Location : Port Washington, WI
Job Type : Direct
Hours : Full Time
Travel : No
Relocation : No

Job Description :

Jr. Validation Engineer


Our client, an established, stable company is looking for a Jr. Validation Engineer to join their team in Port Washington, WI as a full-time employee. The Jr. Validation Engineer's primary purpose is to provide documented evidence through the development and execution of protocols, the equipment and processes used to manufacture regulated products, meeting all the FDA and company regulatory requirements. Our client offers stability and opportunities to elevate your skill set, competencies and level of responsibility along with an attractive benefits program.


Essential Functions: 

* Assist in administration activities such as scanning files, and retrieving and maintaining validation protocol files.

* Oversee and support the execution of validation protocols ( IQ, OQ, PQ ).
* Participate in the collection and analysis of validation data.
* Review documentation / protocols of the other Validation Team members.
* Support the ongoing validation of Quality Windows.
* Serve as the primary responsible party for the temperature / humidity monitoring units; This includes IQ, OQ, and PQ, validation of new units, daily monitoring, addressing alarms and outages, maintaining calibration, and contacting the vendor as needed.
* Validation of stability chambers.
* Write and execute cleaning verifications and validations.
* Prepare new validation protocols ( IQ, OQ, PQ ) and route for approvals.
* Track and maintain calibration records.
* Write and execute Excel spreadsheet validations.
* Sustain Validation Master Plan ( VMP ) and Cleaning Validation Master Plan ( CVMP ) schedules throughout the organization.

Required Qualifications :


* Recent graduate with an Associate's or Bachelor’s Degree with a strong emphasis in a Natural Science or related field, or experience with validation.

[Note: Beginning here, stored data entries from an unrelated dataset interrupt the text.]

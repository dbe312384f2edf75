//! folio CLI: turns a portfolio markdown file into typed content.
//!
//! Run with no arguments from the project root to regenerate the content
//! asset using `folio.toml` (or defaults).

mod commands;

use clap::Parser;
use color_eyre::eyre::Result;

use commands::Cli;

fn main() -> Result<()> {
    color_eyre::install()?;
    let cli = Cli::parse();
    commands::init_tracing(&cli);
    commands::run(cli)
}
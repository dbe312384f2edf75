//! Shared types, error model, and configuration for folio.
//!
//! This crate is the foundation depended on by all other folio crates.
//! It provides:
//! - [`FolioError`], the unified error type
//! - The content model ([`PortfolioContent`], [`Entry`], [`SkillGroup`], [`Profile`])
//!   and [`ParseWarning`] diagnostics
//! - Configuration ([`AppConfig`], config loading)

pub mod config;
pub mod error;
pub mod types;

// Re-export public API at crate root for ergonomic imports.
pub use config::{
    AliasesConfig, AppConfig, CONFIG_FILE_NAME, OutputConfig, OutputFormat, PathsConfig,
    init_config, load_config, load_config_from,
};
pub use error::{FolioError, Result};
pub use types::{
    Bucket, DateRange, Entry, Field, Link, PRESENT, ParseWarning, PortfolioContent, Profile,
    SkillGroup, WarningKind,
};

* Basic validation knowledge, including IQ, OQ and PQ, and a mechanical inclination.

* Familiarity with regulatory and GMP requirements for pharmaceutical manufacturing operations.

* PC proficiency to include Microsoft Office ( Word, Excel, Access, PowerPoint ) along with Google Suite, statistical analysis software, and contract management software.

* Ability to read, analyze, and interpret business information, journals, technical procedures, or governmental regulations.
* Excellent written and verbal communication skills to write reports and findings, and present to all levels of management in a clear and concise manner.
* Excellent organizational, self-starting, interpersonal, analytical problem solving, multi-tasking, prioritization and project management skills.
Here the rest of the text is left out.